China included LNG for the first time in its list of proposed tariffs on Friday, the same day that its biggest US crude oil buyer, Sinopec, suspended USA crude oil imports due to the dispute, according to three sources familiar with the situation.More news: Paris Jackson Denies Rehab Claims Following Demi Lovato's Overdose
Trump has accused China of pursuing unfair trading practices and stealing American firms' intellectual property, while using import tariffs to push Beijing towards renegotiating its trade policy with the US.
Calling the Chinese economy weak from the lawn of the White House in an interview with Bloomberg TV, Kudlow said: "The president has said time and again, that targeted tariffs are going to be part of the gameplan with China - unless, and until, they begin to meet our requests, and so far they have not".
The latest round of United States tariffs would range between five per cent and 25 per cent and would hit 5,027 products - a variety of agricultural goods such as beef, as well as small planes, chemical components, textiles, liquefied natural gas and condoms.

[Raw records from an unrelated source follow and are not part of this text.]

use std::path::Path;

use tracing::{debug, info, warn};
use walkdir::WalkDir;

use super::filter::is_denied;
use crate::error::IngestError;
use crate::types::FileRecord;

/// Files larger than this are skipped on local import.
pub const MAX_LOCAL_FILE_BYTES: u64 = 1024 * 1024;

/// Reads every text file under `root` into fresh records, sorted by path.
///
/// Denylisted directories are pruned before descending. Non-UTF-8 and
/// oversized files are skipped; unreadable entries are logged and skipped.
///
/// # Errors
///
/// `Io` when `root` is not a readable directory, `NoReadableFiles` when
/// nothing survives.
pub fn read_folder(root: &Path) -> Result<Vec<FileRecord>, IngestError> {
    if !root.is_dir() {
        return Err(IngestError::Io(std::io::Error::new(
            std::io::ErrorKind::NotFound,
            format!("{} is not a directory", root.display()),
        )));
    }

    let mut files = Vec::new();
    let walker = WalkDir::new(root)
        .follow_links(false)
        .sort_by_file_name()
        .into_iter()
        .filter_entry(|entry| {
            let Some(rel) = relative(root, entry.path()) else {
                return true;
            };
            if entry.file_type().is_dir() {
                !is_denied(&format!("{rel}/"))
            } else {
                !is_denied(&rel)
            }
        });

    for entry in walker {
        let entry = match entry {
            Ok(entry) => entry,
            Err(e) => {
                warn!(error = %e, "skipping unreadable entry");
                continue;
            }
        };
        if !entry.file_type().is_file() {
            continue;
        }
        let Some(rel) = relative(root, entry.path()) else {
            continue;
        };
        if entry.metadata().map(|m| m.len() > MAX_LOCAL_FILE_BYTES).unwrap_or(true) {
            debug!(path = %rel, "skipping oversized or unstatable file");
            continue;
        }
        match std::fs::read(entry.path()) {
            Ok(bytes) => match String::from_utf8(bytes) {
                Ok(content) => files.push(FileRecord::new(rel, content)),
                Err(_) => debug!(path = %rel, "skipping non-UTF-8 file"),
            },
            Err(e) => warn!(path = %rel, error = %e, "skipping unreadable file"),
        }
    }

    if files.is_empty() {
        return Err(IngestError::NoReadableFiles);
    }
    files.sort_by(|a, b| a.path.cmp(&b.path));
    info!(root = %root.display(), files = files.len(), "folder imported");
    Ok(files)
}

/// Slash-delimited path of `path` below `root`; `None` for the root itself.
fn relative(root: &Path, path: &Path) -> Option<String> {
    let rel = path.strip_prefix(root).ok()?;
    if rel.as_os_str().is_empty() {
        return None;
    }
    let parts: Vec<String> = rel.components().map(|c| c.as_os_str().to_string_lossy().into_owned()).collect();
    Some(parts.join("/"))
}

#[cfg(test)]
mod tests {
    use super::*;
    use pretty_assertions::assert_eq;

    fn write(root: &Path, rel: &str, bytes: &[u8]) {
        let path = root.join(rel);
        std::fs::create_dir_all(path.parent().unwrap()).unwrap();
        std::fs::write(path, bytes).unwrap();
    }

    #[test]
    fn reads_text_files_and_prunes_denylist() {
        let dir = tempfile::TempDir::new().unwrap();
        let root = dir.path();
        write(root, "src/main.rs", b"fn main() {}");
        write(root, "README.md", b"# Hello");
        write(root, "node_modules/x/index.js", b"module.exports = 1");
        write(root, "target/debug/out", b"bin");
        write(root, "Cargo.lock", b"lock");
        write(root, "logo.png", &[0x89, 0x50, 0x4e, 0x47, 0xff, 0xfe]);

        let files = read_folder(root).unwrap();
        let paths: Vec<&str> = files.iter().map(|f| f.path.as_str()).collect();
        assert_eq!(paths, vec!["README.md", "src/main.rs"]);
        assert_eq!(files[1].name, "main.rs");
        assert_eq!(files[1].language, "rs");
    }

    #[test]
    fn empty_folder_has_no_readable_files() {
        let dir = tempfile::TempDir::new().unwrap();
        write(dir.path(), ".git/HEAD", b"ref: refs/heads/main");
        assert!(matches!(read_folder(dir.path()), Err(IngestError::NoReadableFiles)));
    }

    #[test]
    fn missing_root_is_io_error() {
        let dir = tempfile::TempDir::new().unwrap();
        assert!(matches!(read_folder(&dir.path().join("absent")), Err(IngestError::Io(_))));
    }
}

Days later, Washington unveiled a list of another US$200 billion in Chinese goods, from areas as varied as electrical machinery, leather goods and seafood, that would be hit with 10 per cent import duties. Jake Colvin, vice president of the National Foreign Trade Council, said the Trump administration could be boxing itself into a corner. The move was meant to bring China back to the negotiating table for talks over USA demands for structural changes to the Chinese economy and a cut in the bilateral trade deficit.
Beijing says the United States is deliberately creating the trade conflict, using bullying tactics, and ignoring worldwide negotiating norms so that it can stop the rise of China as a competitor on the world stage.
The two countries have been embroiled for months in a trade conflict that has threatened to hurt consumers in both countries. He told trade officials this week to consider raising that to 25 per cent.
President Donald Trump's administration has imposed duties on steel and aluminum imports, provoking retaliation by the United States' trade partners, including China, Canada, Mexico and the European Union. It had also become the largest buyer of US crude oil outside of Canada, but Kpler, which tracks worldwide oil shipments, shows crude cargoes to China have also dropped off in recent months.